Aslında, risk aldığıma pek de inandığımı söyleyemeyeceğim; çünkü yeterince çalıştım, hazırlandım. Ben güvenilir, emniyetli bir pilotum ve yarın bu bir kez daha resmen belgelenmiş olacak. Bundan sonra, bir aşamayı daha geçmiş olmanın mutluluğuyla, bir damla daha tecrübe kazanmış olarak mesleğime devam edeceğim.
Herkese iyi geceler.
Not: Bâtıl îtikatlarım hiç mi hiç yoktur!!! (Tak tak tak!... Hatır hutur!...)

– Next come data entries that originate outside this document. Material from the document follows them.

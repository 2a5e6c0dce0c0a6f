//! Configuration Management
//!
//! Unified configuration system with hierarchical resolution:
//! 1. Built-in defaults
//! 2. Global config (~/.config/docsight/config.toml)
//! 3. Project config (.docsight/config.toml)
//! 4. Environment variables (DOCSIGHT_*)
//! 5. CLI arguments (highest priority)

mod loader;
mod types;

pub use loader::ConfigLoader;
pub use types::*;
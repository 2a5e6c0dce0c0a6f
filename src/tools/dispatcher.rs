//! Tool Dispatcher
//!
//! Decodes `{"tool": name, "parameters": {...}}` requests, executes them
//! against a document source, and wraps the outcome in a response envelope.
//! Failures never escape `handle`; they become `success: false` envelopes
//! carrying the error text unchanged.

use serde::{Deserialize, Serialize};
use serde_json::{Value, json};
use tracing::{info, warn};

use super::definitions::{ReadFormat, ToolName, ToolRequest};
use crate::analyzer::analyze;
use crate::document::{DocumentSource, extract_tables, extract_text, search};
use crate::types::{DocsightError, Result};

/// Response envelope for a single tool call
#[derive(Debug, Clone, PartialEq, Serialize, Deserialize)]
#[serde(rename_all = "camelCase")]
pub struct ToolResponse {
    pub success: bool,
    pub tool: Option<String>,
    #[serde(default, skip_serializing_if = "Option::is_none")]
    pub result: Option<Value>,
    #[serde(default, skip_serializing_if = "Option::is_none")]
    pub error: Option<String>,
    #[serde(default, skip_serializing_if = "Option::is_none")]
    pub available_tools: Option<Vec<String>>,
}

impl ToolResponse {
    fn ok(tool: ToolName, result: Value) -> Self {
        Self {
            success: true,
            tool: Some(tool.to_string()),
            result: Some(result),
            error: None,
            available_tools: None,
        }
    }

    fn failed(tool: Option<String>, err: &DocsightError) -> Self {
        let available_tools = match err {
            DocsightError::UnknownTool { available, .. } => {
                Some(available.iter().map(|s| s.to_string()).collect())
            }
            _ => None,
        };
        Self {
            success: false,
            tool,
            result: None,
            error: Some(err.to_string()),
            available_tools,
        }
    }
}

/// Executes tool requests against a document source
pub struct ToolDispatcher<S: DocumentSource> {
    source: S,
}

impl<S: DocumentSource> ToolDispatcher<S> {
    pub fn new(source: S) -> Self {
        Self { source }
    }

    pub fn source(&self) -> &S {
        &self.source
    }

    /// Handle a raw request and always produce an envelope
    pub fn handle(&self, request: &Value) -> ToolResponse {
        let name = request.get("tool").and_then(Value::as_str);

        let outcome = self.decode(name, request).and_then(|req| {
            let tool = req.tool();
            self.execute(req).map(|result| (tool, result))
        });

        match outcome {
            Ok((tool, result)) => ToolResponse::ok(tool, result),
            Err(e) => {
                warn!(tool = name.unwrap_or("<missing>"), "Tool call failed: {}", e);
                ToolResponse::failed(name.map(String::from), &e)
            }
        }
    }

    fn decode(&self, name: Option<&str>, request: &Value) -> Result<ToolRequest> {
        let name = name.ok_or_else(|| DocsightError::invalid_input("request has no 'tool' name"))?;
        let tool: ToolName = name.parse()?;
        let params = request.get("parameters").unwrap_or(&Value::Null);
        ToolRequest::decode(tool, params)
    }

    /// Execute a decoded request
    pub fn execute(&self, request: ToolRequest) -> Result<Value> {
        info!(tool = %request.tool(), source = self.source.name(), "Executing tool");

        match request {
            ToolRequest::ReadDocument {
                document_id,
                format,
            } => match format {
                ReadFormat::PlainText => Ok(json!({
                    "content": self.source.document_text(&document_id)?
                })),
                ReadFormat::Structured => Ok(json!({
                    "document": self.source.read_document(&document_id)?
                })),
                ReadFormat::Full => {
                    let document = self.source.read_document(&document_id)?;
                    Ok(json!({
                        "text": extract_text(&document)?,
                        "document": document,
                    }))
                }
            },
            ToolRequest::AnalyzeContent {
                document_id,
                options,
            } => {
                let document = self.source.read_document(&document_id)?;
                let text = extract_text(&document)?;
                let mut report = analyze(&text, &options);
                if options.extract_tables {
                    report.tables = Some(extract_tables(&document)?);
                }
                Ok(serde_json::to_value(report)?)
            }
            ToolRequest::SearchDocuments { document_id, query } => {
                let text = self.source.document_text(&document_id)?;
                let matches = search(&text, &query)?;
                Ok(json!({
                    "query": query,
                    "count": matches.len(),
                    "matches": matches,
                }))
            }
            ToolRequest::ExtractTables { document_id } => {
                let document = self.source.read_document(&document_id)?;
                let tables = extract_tables(&document)?;
                Ok(json!({
                    "count": tables.len(),
                    "tables": tables,
                }))
            }
            ToolRequest::ListDocuments { max_results } => {
                let documents = self.source.list_documents(max_results)?;
                Ok(json!({
                    "count": documents.len(),
                    "documents": documents,
                }))
            }
            ToolRequest::GetMetadata { document_id } => Ok(serde_json::to_value(
                self.source.document_metadata(&document_id)?,
            )?),
        }
    }
}
//! Shared utility functions for numeric formatting and JSON traversal.
//!
//! ## JSON Extraction Helpers
//!
//! Document trees arrive as loosely-shaped `serde_json::Value`s where any key
//! may be missing. These helpers treat absent or mistyped keys as empty:
//! - `json_string` - Extract strings
//! - `json_array` - Borrow an array, empty when missing
//! - `json_object` - Borrow a nested object

use serde_json::Value;

// =============================================================================
// JSON Value Extraction Helpers
// =============================================================================

/// Extract string from JSON value by key.
#[inline]
pub fn json_string(value: &Value, key: &str) -> Option<String> {
    value.get(key)?.as_str().map(String::from)
}

/// Borrow the array under `key`, or an empty slice when absent.
#[inline]
pub fn json_array<'a>(value: &'a Value, key: &str) -> &'a [Value] {
    value
        .get(key)
        .and_then(|v| v.as_array())
        .map(Vec::as_slice)
        .unwrap_or(&[])
}

/// Borrow the object stored under `key`, if it is one.
#[inline]
pub fn json_object<'a>(value: &'a Value, key: &str) -> Option<&'a Value> {
    value.get(key).filter(|v| v.is_object())
}

// =============================================================================
// Numeric Helpers
// =============================================================================

/// Round to a fixed number of decimal places, exact ties to the even digit.
#[inline]
pub fn round_to(value: f64, decimals: u32) -> f64 {
    let factor = 10f64.powi(decimals as i32);
    (value * factor).round_ties_even() / factor
}

/// Ratio that resolves division by zero to 0.
#[inline]
pub fn ratio(numerator: usize, denominator: usize) -> f64 {
    if denominator == 0 {
        0.0
    } else {
        numerator as f64 / denominator as f64
    }
}

#[cfg(test)]
mod tests {
    use super::*;
    use serde_json::json;

    #[test]
    fn test_json_helpers_on_missing_keys() {
        let value = json!({"title": "Doc", "items": [1, 2], "body": {"content": []}});
        assert_eq!(json_string(&value, "title"), Some("Doc".to_string()));
        assert_eq!(json_string(&value, "missing"), None);
        assert_eq!(json_array(&value, "items").len(), 2);
        assert!(json_array(&value, "title").is_empty());
        assert!(json_array(&value, "missing").is_empty());
        assert!(json_object(&value, "body").is_some());
        assert!(json_object(&value, "items").is_none());
    }

    #[test]
    fn test_round_to() {
        assert_eq!(round_to(3.14159, 2), 3.14);
        assert_eq!(round_to(0.25, 1), 0.2);
        assert_eq!(round_to(0.75, 1), 0.8);
        assert_eq!(round_to(1.25, 1), 1.2);
        assert_eq!(round_to(7.0, 2), 7.0);
    }

    #[test]
    fn test_ratio_zero_denominator() {
        assert_eq!(ratio(5, 0), 0.0);
        assert_eq!(ratio(6, 4), 1.5);
    }
}
//! Document Source
//!
//! The analyzer never fetches documents itself. A `DocumentSource` supplies
//! document trees by id; its failures are passed to callers verbatim as
//! `DocsightError::Source` and are never retried here.
//!
//! `LocalDocumentStore` serves trees saved as `<id>.json` under a directory.

use std::fs;
use std::io::ErrorKind;
use std::path::{Path, PathBuf};

use chrono::{DateTime, Utc};
use serde::{Deserialize, Serialize};
use serde_json::Value;
use sha2::{Digest, Sha256};
use tracing::{debug, warn};

use super::tree::{document_title, extract_tables, extract_text};
use crate::types::{
    DocsightError, DocumentId, Result, ValidationError, ValidationErrorKind, json_string,
};

/// One entry of a document listing
#[derive(Debug, Clone, PartialEq, Eq, Serialize, Deserialize)]
#[serde(rename_all = "camelCase")]
pub struct DocumentSummary {
    pub id: DocumentId,
    pub name: String,
    pub modified_time: Option<DateTime<Utc>>,
}

/// Descriptive metadata for a single document
#[derive(Debug, Clone, PartialEq, Eq, Serialize, Deserialize)]
#[serde(rename_all = "camelCase")]
pub struct DocumentMetadata {
    pub document_id: DocumentId,
    pub title: Option<String>,
    pub revision_id: String,
    pub modified_time: Option<DateTime<Utc>>,
    pub size_bytes: u64,
    pub table_count: usize,
}

/// Supplier of document trees
pub trait DocumentSource {
    /// Source name for logging
    fn name(&self) -> &str;

    /// The raw document tree
    fn read_document(&self, id: &DocumentId) -> Result<Value>;

    /// Up to `limit` documents, most recently modified first
    fn list_documents(&self, limit: usize) -> Result<Vec<DocumentSummary>>;

    fn document_metadata(&self, id: &DocumentId) -> Result<DocumentMetadata>;

    /// Plain text of the document
    fn document_text(&self, id: &DocumentId) -> Result<String> {
        extract_text(&self.read_document(id)?)
    }
}

// =============================================================================
// Local Store
// =============================================================================

/// Filesystem-backed document source
#[derive(Debug, Clone)]
pub struct LocalDocumentStore {
    root: PathBuf,
}

impl LocalDocumentStore {
    pub fn new(root: impl Into<PathBuf>) -> Self {
        Self { root: root.into() }
    }

    pub fn root(&self) -> &Path {
        &self.root
    }

    fn path_for(&self, id: &DocumentId) -> Result<PathBuf> {
        let raw = id.as_str();
        if raw.is_empty() || raw.contains(['/', '\\']) || raw.starts_with('.') {
            return Err(ValidationError::new(
                ValidationErrorKind::General,
                format!("'{}' is not a valid document id", raw),
            )
            .with_field("document_id")
            .into());
        }
        Ok(self.root.join(format!("{}.json", raw)))
    }

    fn read_bytes(&self, id: &DocumentId) -> Result<(PathBuf, Vec<u8>)> {
        let path = self.path_for(id)?;
        match fs::read(&path) {
            Ok(bytes) => Ok((path, bytes)),
            Err(e) if e.kind() == ErrorKind::NotFound => {
                Err(DocsightError::DocumentNotFound(id.to_string()))
            }
            Err(e) => Err(DocsightError::from_source(e)),
        }
    }

    fn modified_time(path: &Path) -> Option<DateTime<Utc>> {
        fs::metadata(path)
            .and_then(|m| m.modified())
            .ok()
            .map(DateTime::<Utc>::from)
    }
}

impl DocumentSource for LocalDocumentStore {
    fn name(&self) -> &str {
        "local"
    }

    fn read_document(&self, id: &DocumentId) -> Result<Value> {
        let (path, bytes) = self.read_bytes(id)?;
        debug!("Reading document from: {}", path.display());
        serde_json::from_slice(&bytes).map_err(DocsightError::from_source)
    }

    fn list_documents(&self, limit: usize) -> Result<Vec<DocumentSummary>> {
        // Root is matched literally; only the file name is a wildcard.
        let root = glob::Pattern::escape(&self.root.to_string_lossy());
        let pattern = Path::new(&root).join("*.json");
        let paths =
            glob::glob(&pattern.to_string_lossy()).map_err(DocsightError::from_source)?;

        let mut documents: Vec<DocumentSummary> = Vec::new();
        for entry in paths {
            let path = match entry {
                Ok(path) => path,
                Err(e) => {
                    warn!("Skipping unreadable store entry: {}", e);
                    continue;
                }
            };
            let Some(stem) = path.file_stem().and_then(|s| s.to_str()) else {
                continue;
            };
            let id = DocumentId::new(stem);
            let name = self
                .read_document(&id)
                .ok()
                .and_then(|tree| document_title(&tree))
                .unwrap_or_else(|| stem.to_string());
            documents.push(DocumentSummary {
                modified_time: Self::modified_time(&path),
                id,
                name,
            });
        }

        documents.sort_by(|a, b| {
            b.modified_time
                .cmp(&a.modified_time)
                .then_with(|| a.id.as_str().cmp(b.id.as_str()))
        });
        documents.truncate(limit);
        Ok(documents)
    }

    fn document_metadata(&self, id: &DocumentId) -> Result<DocumentMetadata> {
        let (path, bytes) = self.read_bytes(id)?;
        let tree: Value = serde_json::from_slice(&bytes).map_err(DocsightError::from_source)?;

        let revision_id = json_string(&tree, "revisionId")
            .unwrap_or_else(|| format!("{:x}", Sha256::digest(&bytes)));

        Ok(DocumentMetadata {
            document_id: id.clone(),
            title: document_title(&tree),
            revision_id,
            modified_time: Self::modified_time(&path),
            size_bytes: bytes.len() as u64,
            table_count: extract_tables(&tree)?.len(),
        })
    }
}

#[cfg(test)]
mod tests {
    use super::*;
    use serde_json::json;
    use tempfile::TempDir;

    fn store_with(docs: &[(&str, Value)]) -> (TempDir, LocalDocumentStore) {
        let dir = TempDir::new().unwrap();
        for (id, tree) in docs {
            fs::write(dir.path().join(format!("{id}.json")), tree.to_string()).unwrap();
        }
        let store = LocalDocumentStore::new(dir.path());
        (dir, store)
    }

    fn doc(title: &str, text: &str) -> Value {
        json!({
            "title": title,
            "body": {"content": [{"paragraph": {"elements": [{"textRun": {"content": text}}]}}]}
        })
    }

    #[test]
    fn test_read_document_and_text() {
        let (_dir, store) = store_with(&[("abc", doc("Plan", "Hello there\n"))]);
        let id = DocumentId::new("abc");
        let tree = store.read_document(&id).unwrap();
        assert_eq!(tree["title"], "Plan");
        assert_eq!(store.document_text(&id).unwrap(), "Hello there\n");
    }

    #[test]
    fn test_missing_document() {
        let (_dir, store) = store_with(&[]);
        let err = store.read_document(&DocumentId::new("nope")).unwrap_err();
        assert!(matches!(err, DocsightError::DocumentNotFound(ref id) if id == "nope"));
    }

    #[test]
    fn test_malformed_document_is_source_error() {
        let dir = TempDir::new().unwrap();
        fs::write(dir.path().join("bad.json"), "{not json").unwrap();
        let store = LocalDocumentStore::new(dir.path());
        let err = store.read_document(&DocumentId::new("bad")).unwrap_err();
        assert!(matches!(err, DocsightError::Source(_)));
    }

    #[test]
    fn test_rejects_path_like_ids() {
        let (_dir, store) = store_with(&[]);
        for bad in ["", "../etc/passwd", "a/b", ".hidden"] {
            let err = store.read_document(&DocumentId::new(bad)).unwrap_err();
            assert!(err.is_invalid_input(), "{bad} should be rejected");
        }
    }

    #[test]
    fn test_list_documents() {
        let (_dir, store) = store_with(&[
            ("one", doc("First", "a")),
            ("two", doc("Second", "b")),
            ("three", json!({})),
        ]);
        let docs = store.list_documents(10).unwrap();
        assert_eq!(docs.len(), 3);
        let untitled = docs.iter().find(|d| d.id.as_str() == "three").unwrap();
        assert_eq!(untitled.name, "three");
        assert!(docs.iter().any(|d| d.name == "Second"));

        assert_eq!(store.list_documents(2).unwrap().len(), 2);
    }

    #[test]
    fn test_list_documents_root_with_glob_characters() {
        let dir = TempDir::new().unwrap();
        let root = dir.path().join("docs [v1] *?");
        fs::create_dir_all(&root).unwrap();
        fs::write(root.join("one.json"), doc("First", "a").to_string()).unwrap();
        fs::write(root.join("two.json"), doc("Second", "b").to_string()).unwrap();
        // Would match an unescaped `[v1]` class
        let decoy = dir.path().join("docs v *?");
        fs::create_dir_all(&decoy).unwrap();
        fs::write(decoy.join("decoy.json"), doc("Decoy", "c").to_string()).unwrap();

        let store = LocalDocumentStore::new(&root);
        let docs = store.list_documents(10).unwrap();
        assert_eq!(docs.len(), 2);
        assert!(docs.iter().all(|d| d.name != "Decoy"));
    }

    #[test]
    fn test_metadata() {
        let mut tree = doc("Plan", "text");
        tree["revisionId"] = json!("rev-7");
        let (_dir, store) = store_with(&[("abc", tree), ("hashed", doc("H", "x"))]);

        let meta = store.document_metadata(&DocumentId::new("abc")).unwrap();
        assert_eq!(meta.title.as_deref(), Some("Plan"));
        assert_eq!(meta.revision_id, "rev-7");
        assert_eq!(meta.table_count, 0);
        assert!(meta.size_bytes > 0);
        assert!(meta.modified_time.is_some());

        let meta = store.document_metadata(&DocumentId::new("hashed")).unwrap();
        assert_eq!(meta.revision_id.len(), 64);
    }
}
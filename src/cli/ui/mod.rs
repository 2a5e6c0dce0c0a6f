pub mod output;

pub use output::Output;
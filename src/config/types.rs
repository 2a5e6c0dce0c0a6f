//! Configuration Types
//!
//! All configuration structures with sensible defaults.
//! Supports global (~/.config/docsight/) and project (.docsight/) level configuration.

use serde::{Deserialize, Serialize};
use std::path::PathBuf;

use crate::analyzer::AnalysisOptions;
use crate::constants::{keywords::DEFAULT_TOP_N, summary::DEFAULT_MAX_SENTENCES};
use crate::types::{DocsightError, Result};

/// Root configuration structure
#[derive(Debug, Clone, PartialEq, Serialize, Deserialize)]
#[serde(default)]
pub struct Config {
    /// Configuration version
    pub version: String,

    /// Default analysis selection
    pub analysis: AnalysisConfig,

    /// Local document store
    pub store: StoreConfig,
}

impl Default for Config {
    fn default() -> Self {
        Self {
            version: "1.0".to_string(),
            analysis: AnalysisConfig::default(),
            store: StoreConfig::default(),
        }
    }
}

impl Config {
    /// Validate configuration values are within acceptable ranges.
    /// Returns `DocsightError::Config` on validation failure.
    pub fn validate(&self) -> Result<()> {
        if self.analysis.top_keywords == 0 {
            return Err(DocsightError::Config(
                "analysis.top_keywords must be greater than 0".to_string(),
            ));
        }

        if self.analysis.max_summary_sentences == 0 {
            return Err(DocsightError::Config(
                "analysis.max_summary_sentences must be greater than 0".to_string(),
            ));
        }

        if self.store.root.as_os_str().is_empty() {
            return Err(DocsightError::Config(
                "store.root must not be empty".to_string(),
            ));
        }

        Ok(())
    }
}

// =============================================================================
// Analysis Configuration
// =============================================================================

/// Analyses enabled when the caller does not say otherwise
#[derive(Debug, Clone, PartialEq, Eq, Serialize, Deserialize)]
#[serde(default)]
pub struct AnalysisConfig {
    pub word_count: bool,
    pub extract_keywords: bool,
    pub summarize: bool,
    pub extract_links: bool,
    pub detect_language: bool,
    pub extract_tables: bool,

    /// Keyword cap
    pub top_keywords: usize,

    /// Summary sentence cap
    pub max_summary_sentences: usize,
}

impl Default for AnalysisConfig {
    fn default() -> Self {
        Self {
            word_count: true,
            extract_keywords: false,
            summarize: false,
            extract_links: false,
            detect_language: false,
            extract_tables: false,
            top_keywords: DEFAULT_TOP_N,
            max_summary_sentences: DEFAULT_MAX_SENTENCES,
        }
    }
}

impl From<&AnalysisConfig> for AnalysisOptions {
    fn from(config: &AnalysisConfig) -> Self {
        Self {
            word_count: config.word_count,
            extract_keywords: config.extract_keywords,
            summarize: config.summarize,
            extract_links: config.extract_links,
            detect_language: config.detect_language,
            extract_tables: config.extract_tables,
            top_keywords: config.top_keywords,
            max_summary_sentences: config.max_summary_sentences,
        }
    }
}

// =============================================================================
// Store Configuration
// =============================================================================

#[derive(Debug, Clone, PartialEq, Eq, Serialize, Deserialize)]
#[serde(default)]
pub struct StoreConfig {
    /// Directory holding `<id>.json` document trees
    pub root: PathBuf,
}

impl Default for StoreConfig {
    fn default() -> Self {
        Self {
            root: PathBuf::from(".docsight/documents"),
        }
    }
}
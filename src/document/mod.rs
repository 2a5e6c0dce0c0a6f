//! Document Module
//!
//! Everything that works on a document rather than on bare text:
//! - Tree walking (tables, plain text, title)
//! - Case-insensitive search
//! - The document source seam and a filesystem implementation

pub mod search;
pub mod source;
pub mod tree;

pub use search::search;
pub use source::{DocumentMetadata, DocumentSource, DocumentSummary, LocalDocumentStore};
pub use tree::{document_title, extract_tables, extract_text};
//! Unified Error Type System
//!
//! Centralized error types for the entire crate.
//!
//! ## Error Classes
//!
//! - **InvalidInput**: input-type violations caught at the analysis boundary (fail fast)
//! - **Config**: configuration failed to load or validate
//! - **UnknownTool**: a tool request named an operation that does not exist
//! - **DocumentNotFound**: the document source has no document with that id
//! - **Source**: opaque failure from the document source, reported verbatim
//!
//! The analysis pipeline itself never fails for well-formed input; degenerate
//! text resolves to zero-valued results instead of errors.

use thiserror::Error;

// =============================================================================
// Validation Error
// =============================================================================

/// Structured validation error with context
#[derive(Debug, Clone, PartialEq, Eq)]
pub struct ValidationError {
    /// What validation failed
    pub kind: ValidationErrorKind,
    /// Field or component that failed validation
    pub field: Option<String>,
    /// Detailed message
    pub message: String,
}

impl std::fmt::Display for ValidationError {
    fn fmt(&self, f: &mut std::fmt::Formatter<'_>) -> std::fmt::Result {
        if let Some(field) = &self.field {
            write!(f, "invalid input for '{}': {}", field, self.message)
        } else {
            write!(f, "invalid input: {}", self.message)
        }
    }
}

impl std::error::Error for ValidationError {}

impl ValidationError {
    /// Create a new validation error
    pub fn new(kind: ValidationErrorKind, message: impl Into<String>) -> Self {
        Self {
            kind,
            field: None,
            message: message.into(),
        }
    }

    /// Add field context
    pub fn with_field(mut self, field: impl Into<String>) -> Self {
        self.field = Some(field.into());
        self
    }

    /// Wrong JSON type where a specific shape was expected
    pub fn wrong_type(expected: &str, actual: &serde_json::Value) -> Self {
        Self::new(
            ValidationErrorKind::Type,
            format!("expected {}, got {}", expected, json_type_name(actual)),
        )
    }

    /// Create from simple message
    pub fn from_message(message: impl Into<String>) -> Self {
        Self::new(ValidationErrorKind::General, message)
    }
}

/// Validation error kinds
#[derive(Debug, Clone, Copy, PartialEq, Eq)]
pub enum ValidationErrorKind {
    /// Value has the wrong type
    Type,
    /// Required field missing
    MissingField,
    /// Value out of range
    Range,
    /// General validation error
    General,
}

fn json_type_name(value: &serde_json::Value) -> &'static str {
    match value {
        serde_json::Value::Null => "null",
        serde_json::Value::Bool(_) => "boolean",
        serde_json::Value::Number(_) => "number",
        serde_json::Value::String(_) => "string",
        serde_json::Value::Array(_) => "array",
        serde_json::Value::Object(_) => "object",
    }
}

// =============================================================================
// Application Error
// =============================================================================

#[derive(Debug, Error)]
pub enum DocsightError {
    // -------------------------------------------------------------------------
    // System Errors (auto From impl)
    // -------------------------------------------------------------------------
    #[error("IO error: {0}")]
    Io(#[from] std::io::Error),

    #[error("JSON error: {0}")]
    Json(#[from] serde_json::Error),

    #[error("YAML error: {0}")]
    Yaml(#[from] serde_yaml::Error),

    // -------------------------------------------------------------------------
    // Domain Errors
    // -------------------------------------------------------------------------
    #[error("{0}")]
    InvalidInput(ValidationError),

    #[error("Config error: {0}")]
    Config(String),

    #[error("Unknown tool: {name} (available: {})", .available.join(", "))]
    UnknownTool {
        name: String,
        available: Vec<&'static str>,
    },

    #[error("Document not found: {0}")]
    DocumentNotFound(String),

    /// Failure raised by the document source, passed through untouched
    #[error("{0}")]
    Source(Box<dyn std::error::Error + Send + Sync>),
}

impl From<ValidationError> for DocsightError {
    fn from(err: ValidationError) -> Self {
        DocsightError::InvalidInput(err)
    }
}

pub type Result<T> = std::result::Result<T, DocsightError>;

// =============================================================================
// Helper Functions
// =============================================================================

impl DocsightError {
    /// Create an invalid-input error from a message
    pub fn invalid_input(message: impl Into<String>) -> Self {
        Self::InvalidInput(ValidationError::from_message(message))
    }

    /// Wrap a document-source failure without interpreting it
    pub fn from_source<E>(err: E) -> Self
    where
        E: std::error::Error + Send + Sync + 'static,
    {
        Self::Source(Box::new(err))
    }

    /// Whether the caller supplied malformed input
    pub fn is_invalid_input(&self) -> bool {
        matches!(self, Self::InvalidInput(_) | Self::UnknownTool { .. })
    }
}

/// Context extension trait for adding context to errors
pub trait ResultExt<T> {
    /// Add context to an error, classifying it as a configuration failure
    fn config_context<C: Into<String>>(self, context: C) -> Result<T>;
}

impl<T, E: std::error::Error + Send + Sync + 'static> ResultExt<T> for std::result::Result<T, E> {
    fn config_context<C: Into<String>>(self, context: C) -> Result<T> {
        self.map_err(|e| DocsightError::Config(format!("{}: {}", context.into(), e)))
    }
}

// =============================================================================
// Tests
// =============================================================================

Geçen gün şirkette bizim tip (*) ofisinde bir işimi halletmeye çalışırken öyle birini gördüm ki, dünyanın sahiden küçücük olduğunu anlayıverdim. Tam odadan çıkıyordum; Almanya'daki tip hocamı, yuvarlak kırmızı çerçeveli gözlüğüyle karşımda buldum. Böyle ânîden karşılaşınca bir yandan yüzüm güldü, bir yandan da o bir ay boyunca düzenli olarak her gün dürtük yemekten moraran omzum, inceden sızlayıverdi. Fazla zamanımız yoktu, ancak ayaküstü konuşabildik: bizim şirkette bir tür öğretmenlik görevi için görüşmesi varmış. Valla hocam sert bir öğreticidir, ama eminim bizimle çalışmaya başlarsa şirket de, kendisi de iyi kazanımlar elde edecektir. Zîra bizim gibi çömezlerden başka kaptanlara da hocalık yaptığını; ayrıca kontrol pilotu olduğunu, yani uçuş sınavlarına girme yetkisi de bulunduğunu biliyorum.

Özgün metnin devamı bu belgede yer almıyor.